Evaluate which threats and opportunities are priorities based on:
- How time-sensitive they are
- What the opportunity or threat means from a practical standpoint
- Whether they require financial investment
- If they’re optional (like a software upgrade) or required (like a licensing change)
- How much time and effort they’ll take to address
It’s also important to remember that, like a business plan, a PESTLE analysis is a living document that you should revisit at least once a year. It should change and grow with your business to continue providing you with relevant, actionable information.
For example, with the popularization of home vegetable gardens, a landscaping business would need to decide how to take advantage of that trend by analyzing the opportunity. Here’s what their answers to the questions above may look like:
- While not as time-sensitive as a changing law or regulation, taking advantage of trends as they hit peak popularity maximizes their potential
- Adding products to what we offer, like raised garden boxes and beds and vegetable seeds or starter packs
- We would need to buy the materials or wholesale products to start offering home vegetable garden products and services
- Yes, this is an optional opportunity
- While we’ll need to gauge interest and find a supplier, adding garden boxes and beds to our products won’t require additional training, licensing, or special materials or skills
Why you should do a PESTLE analysis
A PESTLE analysis doesn’t just identify threats to your long-term business goals, but opportunities as well. By doing a PESTLE analysis for your service business, you can take advantage of these benefits:
1. It supports long-term planning
A PESTLE analysis gives you the chance to plan for the future, helping you to act proactively to prevent threats from harming your business. But it’s also a good way to develop long-term goals that will allow your business to grow.
For example, if one of the factors you identify in your PESTLE analysis is that more clients are requesting environmentally friendly products, you can set a goal to make the switch within the next year.
2. It keeps you informed
If you don’t find out about a new law, regulation, or licensing requirement until it’s already in place, it could prevent you from doing business. By staying in the know, you’re prepared for upcoming changes and you know what you need to do to keep your business running smoothly.
3. It identifies threats
Threats to your service business come in many forms, from legal changes and economic factors to social trends and environmental fluctuations. Knowing what they are helps you to plan for them, giving you a chance to act proactively instead of reactively.
4. It shows you opportunities
A good PESTLE analysis doesn’t just focus on threats, it also lists opportunities. For example, in a landscaping business, trends related to home vegetable gardens might open a door to explore new products, services, and target markets.
5. It keeps you relevant
Technological advancements change how service businesses do everything from booking appointments to getting reviews. By staying up to date with trends and customer preferences, you ensure your business maintains a competitive edge and doesn’t fall behind.

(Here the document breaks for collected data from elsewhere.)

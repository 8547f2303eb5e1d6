// ABOUTME: The CheckHealthy step and the per-cycle health report it builds.
// ABOUTME: Polls every registered endpoint until converged, halted, or out of time.

use async_trait::async_trait;
use futures::future::join_all;
use serde::Serialize;
use std::collections::BTreeMap;
use std::sync::Arc;
use std::time::Instant;

use crate::cloud::{FleetApi, HealthState, InstanceHealthApi, TargetHealthApi};
use crate::machine::{StepTask, TaskOutcome};

use super::Rollout;
use super::error::DeployError;

/// Healthy-member count for one load-balancing endpoint, against the count
/// the release expects there.
#[derive(Debug, Clone, Copy, PartialEq, Eq, Serialize)]
pub struct EndpointHealth {
    pub healthy: usize,
    pub expected: usize,
}

/// One polling cycle's aggregated view across all endpoints.
///
/// Transient: rebuilt from scratch every cycle, never carried between polls.
#[derive(Debug, Clone, Default)]
pub struct HealthReport {
    endpoints: BTreeMap<String, EndpointHealth>,
}

impl HealthReport {
    pub fn insert(&mut self, endpoint: String, health: EndpointHealth) {
        self.endpoints.insert(endpoint, health);
    }

    pub fn endpoints(&self) -> &BTreeMap<String, EndpointHealth> {
        &self.endpoints
    }

    /// Every endpoint reports at least its expected healthy count.
    pub fn converged(&self) -> bool {
        self.endpoints.values().all(|h| h.healthy >= h.expected)
    }

    pub fn to_value(&self) -> serde_json::Value {
        serde_json::to_value(&self.endpoints).unwrap_or(serde_json::Value::Null)
    }
}

/// The CheckHealthy step.
///
/// Each cycle: re-fetch fleet state (halting on terminating instances), query
/// every endpoint, then decide whether the rollout has timed out, converged,
/// or needs another poll. A failed
/// or empty health query counts as "not yet healthy", never as a hard error;
/// flakiness on the way up is normal.
pub(crate) struct CheckHealthyStep {
    pub fleet: Arc<dyn FleetApi>,
    pub instance_health: Arc<dyn InstanceHealthApi>,
    pub target_health: Arc<dyn TargetHealthApi>,
}

#[async_trait]
impl StepTask<Rollout, DeployError> for CheckHealthyStep {
    async fn run(&self, ctx: &mut Rollout) -> Result<TaskOutcome, DeployError> {
        let release = ctx.release()?.clone();

        // Fresh fleet read every cycle. An instance draining out from under
        // us means a conflicting deployment or manual intervention; neither
        // is safe to poll through.
        let groups = self
            .fleet
            .describe_groups(&release.project_name, &release.config_name)
            .await?;
        let terminating: Vec<String> = groups
            .iter()
            .flat_map(|g| g.terminating_instances())
            .map(|i| i.id.to_string())
            .collect();
        if !terminating.is_empty() {
            return Err(DeployError::Halt(format!(
                "instances terminating during rollout: {}",
                terminating.join(", ")
            )));
        }

        let mut lb_queries = Vec::new();
        let mut tg_queries = Vec::new();
        for spec in release.services.values() {
            let expected = spec.desired_capacity as usize;

            for lb in &spec.load_balancers {
                let api = Arc::clone(&self.instance_health);
                let name = lb.clone();
                lb_queries.push(async move {
                    let healthy = match api.describe_instance_health(&name).await {
                        Ok(members) => members
                            .iter()
                            .filter(|m| m.state == HealthState::Healthy)
                            .count(),
                        Err(e) => {
                            tracing::debug!(endpoint = %name, error = %e, "instance health query failed");
                            0
                        }
                    };
                    (name, EndpointHealth { healthy, expected })
                });
            }

            for tg in &spec.target_groups {
                let api = Arc::clone(&self.target_health);
                let name = tg.clone();
                tg_queries.push(async move {
                    let healthy = match api.describe_target_health(&name).await {
                        Ok(members) => members
                            .iter()
                            .filter(|m| m.state == HealthState::Healthy)
                            .count(),
                        Err(e) => {
                            tracing::debug!(endpoint = %name, error = %e, "target health query failed");
                            0
                        }
                    };
                    (name, EndpointHealth { healthy, expected })
                });
            }
        }

        let (lb_results, tg_results) = futures::join!(join_all(lb_queries), join_all(tg_queries));
        let mut report = HealthReport::default();
        for (name, health) in lb_results.into_iter().chain(tg_results) {
            report.insert(name, health);
        }

        // Deadline check comes after the poll: a result that arrives past the
        // deadline is discarded even if it reports healthy.
        let deadline = ctx
            .deadline
            .ok_or_else(|| DeployError::internal("deadline not set before health polling"))?;
        if Instant::now() >= deadline {
            ctx.health = Some(report);
            return Err(DeployError::Timeout(format!(
                "health checks did not converge within {}s",
                release.timeout.unwrap_or_default()
            )));
        }

        let converged = report.converged();
        ctx.health = Some(report);
        if converged {
            tracing::info!(release = %release.release_ref(), "all endpoints report healthy");
            Ok(TaskOutcome::Advance)
        } else {
            tracing::debug!(release = %release.release_ref(), "not yet healthy; polling again");
            Ok(TaskOutcome::Repeat)
        }
    }
}
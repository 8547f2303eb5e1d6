// ABOUTME: Validated project and config/environment names.
// ABOUTME: Both feed lock paths and fleet-group names, so the charset is strict.

use serde::{Deserialize, Deserializer, Serialize, Serializer};
use std::fmt;
use thiserror::Error;

#[derive(Debug, Error, PartialEq, Eq)]
pub enum NameError {
    #[error("name cannot be empty")]
    Empty,

    #[error("name exceeds maximum length of 63 characters")]
    TooLong,

    #[error("name cannot start or end with a hyphen")]
    EdgeHyphen,

    #[error("name must be lowercase")]
    NotLowercase,

    #[error("invalid character in name: '{0}'")]
    InvalidChar(char),
}

/// Validate a DNS-label-style name: lowercase alphanumerics and inner hyphens,
/// at most 63 characters. Lock paths and group names are derived from these,
/// so anything outside this charset is rejected up front.
pub fn validate_label(value: &str) -> Result<(), NameError> {
    if value.is_empty() {
        return Err(NameError::Empty);
    }

    if value.len() > 63 {
        return Err(NameError::TooLong);
    }

    if value.starts_with('-') || value.ends_with('-') {
        return Err(NameError::EdgeHyphen);
    }

    for c in value.chars() {
        if c.is_ascii_uppercase() {
            return Err(NameError::NotLowercase);
        }
        if !c.is_ascii_lowercase() && !c.is_ascii_digit() && c != '-' {
            return Err(NameError::InvalidChar(c));
        }
    }

    Ok(())
}

macro_rules! label_newtype {
    ($(#[$doc:meta])* $name:ident) => {
        $(#[$doc])*
        #[derive(Debug, Clone, PartialEq, Eq, Hash, PartialOrd, Ord)]
        pub struct $name(String);

        impl $name {
            pub fn new(value: &str) -> Result<Self, NameError> {
                validate_label(value)?;
                Ok(Self(value.to_string()))
            }

            pub fn as_str(&self) -> &str {
                &self.0
            }
        }

        impl fmt::Display for $name {
            fn fmt(&self, f: &mut fmt::Formatter<'_>) -> fmt::Result {
                write!(f, "{}", self.0)
            }
        }

        impl Serialize for $name {
            fn serialize<S: Serializer>(&self, serializer: S) -> Result<S::Ok, S::Error> {
                self.0.serialize(serializer)
            }
        }

        impl<'de> Deserialize<'de> for $name {
            fn deserialize<D: Deserializer<'de>>(deserializer: D) -> Result<Self, D::Error> {
                let value = String::deserialize(deserializer)?;
                Self::new(&value).map_err(serde::de::Error::custom)
            }
        }
    };
}

label_newtype! {
    /// The project a release belongs to.
    ProjectName
}

label_newtype! {
    /// The config/environment a release targets (e.g. "staging", "production").
    ConfigName
}
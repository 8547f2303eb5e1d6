// ABOUTME: The Validate and ValidateResources steps plus the resource snapshot.
// ABOUTME: Decode strictly, verify the bootstrap digest, confirm the environment fits.

use async_trait::async_trait;
use sha2::{Digest, Sha256};
use std::sync::Arc;

use crate::cloud::{FleetApi, FleetGroup, ObjectStore, StoreError};
use crate::machine::{StepTask, TaskOutcome};
use crate::release::Release;
use crate::types::GroupId;

use super::Rollout;
use super::error::DeployError;

/// The validator's view of the target environment's existing fleet groups.
///
/// Captured once by ValidateResources and kept for rollback (prior desired
/// capacities). The health poller re-fetches fleet state every cycle instead
/// of reading this; freshness requirements differ.
#[derive(Debug)]
pub struct ResourceSnapshot {
    groups: Vec<FleetGroup>,
}

impl ResourceSnapshot {
    pub fn new(groups: Vec<FleetGroup>) -> Self {
        Self { groups }
    }

    pub fn groups(&self) -> &[FleetGroup] {
        &self.groups
    }

    pub fn group(&self, id: &GroupId) -> Option<&FleetGroup> {
        self.groups.iter().find(|g| &g.id == id)
    }

    /// The desired capacity a group had before this deployment touched it.
    pub fn prior_capacity(&self, id: &GroupId) -> Option<u32> {
        self.group(id).map(|g| g.desired_capacity)
    }
}

/// The Validate step: turn the raw input into a checked, defaulted release.
///
/// Everything here fails without side effects: no lock exists yet, nothing
/// has been mutated, so errors route straight to the clean failure terminal.
pub(crate) struct ValidateStep {
    pub store: Arc<dyn ObjectStore>,
}

#[async_trait]
impl StepTask<Rollout, DeployError> for ValidateStep {
    async fn run(&self, ctx: &mut Rollout) -> Result<TaskOutcome, DeployError> {
        let mut release: Release = serde_json::from_value(ctx.input.clone())
            .map_err(|e| DeployError::BadInput(e.to_string()))?;

        release.set_defaults();
        release
            .validate()
            .map_err(|e| DeployError::BadInput(e.to_string()))?;

        // The declared digest must match the payload actually in the store;
        // instances will boot from that payload, not from the descriptor.
        let payload = match self.store.get(&release.user_data_path()).await {
            Ok(bytes) => bytes,
            Err(StoreError::NotFound(path)) => {
                return Err(DeployError::BadInput(format!(
                    "bootstrap payload missing at {path}"
                )));
            }
            Err(e) => return Err(DeployError::transient(e)),
        };

        let computed = format!("{:x}", Sha256::digest(&payload));
        if computed != release.user_data_sha256 {
            return Err(DeployError::BadInput(format!(
                "user-data digest mismatch: declared {}, computed {}",
                release.user_data_sha256, computed
            )));
        }

        tracing::info!(release = %release.release_ref(), "release validated");
        ctx.release = Some(release);
        Ok(TaskOutcome::Advance)
    }
}

/// The ValidateResources step: the environment must fit the release.
pub(crate) struct ValidateResourcesStep {
    pub fleet: Arc<dyn FleetApi>,
}

#[async_trait]
impl StepTask<Rollout, DeployError> for ValidateResourcesStep {
    async fn run(&self, ctx: &mut Rollout) -> Result<TaskOutcome, DeployError> {
        let release = ctx.release()?.clone();

        let groups = self
            .fleet
            .describe_groups(&release.project_name, &release.config_name)
            .await?;
        let snapshot = ResourceSnapshot::new(groups);

        for (service, spec) in &release.services {
            if spec.desired_capacity > ctx.tuning.max_capacity {
                return Err(DeployError::Halt(format!(
                    "service '{}' requests desired_capacity {} above the configured cap of {}",
                    service, spec.desired_capacity, ctx.tuning.max_capacity
                )));
            }

            let id = release.group_id(service);
            if snapshot.group(&id).is_none() && !release.create_missing_groups {
                return Err(DeployError::Halt(format!(
                    "fleet group {id} does not exist and create_missing_groups is not set"
                )));
            }
        }

        tracing::debug!(
            groups = snapshot.groups().len(),
            "target environment resources validated"
        );
        ctx.snapshot = Some(snapshot);
        Ok(TaskOutcome::Advance)
    }
}
// ABOUTME: Library root for stolos - locked, health-verified fleet rollouts.
// ABOUTME: The main binary is in main.rs.

pub mod cloud;
pub mod deploy;
pub mod error;
pub mod machine;
pub mod release;
pub mod types;
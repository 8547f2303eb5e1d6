// ABOUTME: Generic step-execution substrate for deployment state machines.
// ABOUTME: A declarative step table interpreted by a single engine with retries and tracing.

mod engine;
mod retry;
mod step;

pub use engine::{DefinitionError, ExecutionFailure, StateMachine, ran};
pub use retry::RetryPolicy;
pub use step::{Step, StepBody, StepContext, StepError, StepTask, TaskOutcome};
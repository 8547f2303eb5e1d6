// ABOUTME: Deployment orchestration: the step table, execution context, and public entry.
// ABOUTME: A Deployer drives one release at a time through the locked rollout machine.

mod cleanup;
mod error;
mod fleet;
mod health;
pub mod lock;
mod tuning;
mod validate;

pub use error::DeployError;
pub use health::{EndpointHealth, HealthReport};
pub use tuning::{RetryTuning, Tuning};
pub use validate::ResourceSnapshot;

use serde_json::{Map, Value};
use std::sync::Arc;
use std::time::Instant;
use uuid::Uuid;

use crate::cloud::{FleetApi, InstanceHealthApi, ObjectStore, TargetHealthApi};
use crate::machine::{DefinitionError, ExecutionFailure, StateMachine, Step, StepContext};
use crate::release::Release;

use cleanup::{CleanUpFailureStep, CleanUpSuccessStep, ReleaseLockStep};
use fleet::DeployStep;
use health::CheckHealthyStep;
use lock::LockStep;
use tuning::jittered;
use validate::{ValidateResourcesStep, ValidateStep};

/// The capability clients a deployment calls. All shared; a `Deployer` only
/// ever reads through them.
#[derive(Clone)]
pub struct Clients {
    pub store: Arc<dyn ObjectStore>,
    pub fleet: Arc<dyn FleetApi>,
    pub instance_health: Arc<dyn InstanceHealthApi>,
    pub target_health: Arc<dyn TargetHealthApi>,
}

/// Proof that this execution wrote the lock record at `path`.
#[derive(Debug, Clone)]
pub struct LockClaim {
    pub path: String,
    pub uuid: Uuid,
}

/// Per-execution state threaded through the steps.
///
/// Starts as just the raw input; Validate fills in the typed release, later
/// steps the snapshot, lock claim, deadline, and health report.
pub struct Rollout {
    pub(crate) input: Value,
    pub(crate) tuning: Tuning,
    pub(crate) release: Option<Release>,
    pub(crate) snapshot: Option<ResourceSnapshot>,
    pub(crate) claim: Option<LockClaim>,
    pub(crate) deadline: Option<Instant>,
    pub(crate) fleet_touched: bool,
    pub(crate) health: Option<HealthReport>,
}

impl Rollout {
    pub fn new(input: Value, tuning: Tuning) -> Self {
        Self {
            input,
            tuning,
            release: None,
            snapshot: None,
            claim: None,
            deadline: None,
            fleet_touched: false,
            health: None,
        }
    }

    pub(crate) fn release(&self) -> Result<&Release, DeployError> {
        self.release
            .as_ref()
            .ok_or_else(|| DeployError::internal("release not decoded yet"))
    }
}

impl StepContext for Rollout {
    fn report(&self) -> Value {
        let mut map = Map::new();
        if let Some(release) = &self.release {
            map.insert("release".to_string(), Value::String(release.release_ref()));
        }
        if let Some(health) = &self.health {
            map.insert("healthy".to_string(), health.to_value());
        }
        Value::Object(map)
    }
}

/// Drives releases through the rollout machine:
///
/// ```text
/// Validate → Lock → ValidateResources → Deploy → WaitForDeploy
///   → WaitForHealthy → CheckHealthy ─(healthy)→ CleanUpSuccess
///         ↑                │                      → ReleaseLockSuccess → Success
///         └──(not yet)─────┘
/// any failure → [CleanUpFailure →] ReleaseLockFailure → FailureClean
/// ```
///
/// Pre-lock failures skip straight to `FailureClean`; post-lock failures
/// always pass through `ReleaseLockFailure` first.
pub struct Deployer {
    machine: StateMachine<Rollout, DeployError>,
    tuning: Tuning,
}

impl Deployer {
    pub fn new(clients: Clients, tuning: Tuning) -> Result<Self, DefinitionError> {
        let machine = StateMachine::new("Validate", steps(&clients, &tuning))?;
        Ok(Self { machine, tuning })
    }

    /// Run one release (raw, not-yet-validated JSON) to a terminal state.
    pub async fn execute(&mut self, input: Value) -> Result<Map<String, Value>, ExecutionFailure> {
        self.machine
            .execute(Rollout::new(input, self.tuning.clone()))
            .await
    }

    /// The most recent execution's trace.
    pub fn execution_path(&self) -> &[String] {
        self.machine.execution_path()
    }

    /// The most recent execution's last meaningful step output (JSON).
    pub fn last_output(&self) -> &str {
        self.machine.last_output()
    }
}

fn steps(clients: &Clients, tuning: &Tuning) -> Vec<Step<Rollout, DeployError>> {
    let retry = tuning.retry.policy();

    vec![
        Step::task(
            "Validate",
            ValidateStep {
                store: Arc::clone(&clients.store),
            },
            "Lock",
            "FailureClean",
        )
        .with_retry(retry),
        Step::task(
            "Lock",
            LockStep {
                store: Arc::clone(&clients.store),
            },
            "ValidateResources",
            "FailureClean",
        )
        .with_retry(retry),
        Step::task(
            "ValidateResources",
            ValidateResourcesStep {
                fleet: Arc::clone(&clients.fleet),
            },
            "Deploy",
            "ReleaseLockFailure",
        )
        .with_retry(retry),
        Step::task(
            "Deploy",
            DeployStep {
                fleet: Arc::clone(&clients.fleet),
            },
            "WaitForDeploy",
            "ReleaseLockFailure",
        )
        .with_retry(retry),
        Step::wait(
            "WaitForDeploy",
            |ctx: &Rollout| ctx.tuning.wait_for_deploy,
            "WaitForHealthy",
        ),
        Step::wait(
            "WaitForHealthy",
            |ctx: &Rollout| jittered(ctx.tuning.poll_interval, ctx.tuning.poll_jitter),
            "CheckHealthy",
        ),
        Step::task(
            "CheckHealthy",
            CheckHealthyStep {
                fleet: Arc::clone(&clients.fleet),
                instance_health: Arc::clone(&clients.instance_health),
                target_health: Arc::clone(&clients.target_health),
            },
            "CleanUpSuccess",
            "CleanUpFailure",
        )
        .repeats_to("WaitForHealthy")
        .with_retry(retry),
        Step::task(
            "CleanUpSuccess",
            CleanUpSuccessStep {
                fleet: Arc::clone(&clients.fleet),
            },
            "ReleaseLockSuccess",
            "ReleaseLockFailure",
        ),
        Step::task(
            "ReleaseLockSuccess",
            ReleaseLockStep {
                store: Arc::clone(&clients.store),
            },
            "Success",
            "FailureClean",
        )
        .with_retry(retry),
        Step::task(
            "CleanUpFailure",
            CleanUpFailureStep {
                fleet: Arc::clone(&clients.fleet),
            },
            "ReleaseLockFailure",
            "ReleaseLockFailure",
        ),
        Step::task(
            "ReleaseLockFailure",
            ReleaseLockStep {
                store: Arc::clone(&clients.store),
            },
            "FailureClean",
            "FailureClean",
        )
        .with_retry(retry),
        Step::success("Success"),
        Step::failure("FailureClean"),
    ]
}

New and established businesses focused on growth can use a PESTLE analysis to set goals, navigate potential threats, and find new customers and income streams. By staying aware of the factors that could impact your business, you’ll have a better chance of weathering storms in the future.
Set your business up for long-term success by running a PESTLE analysis at least once a year, and update it as new threats and opportunities are identified.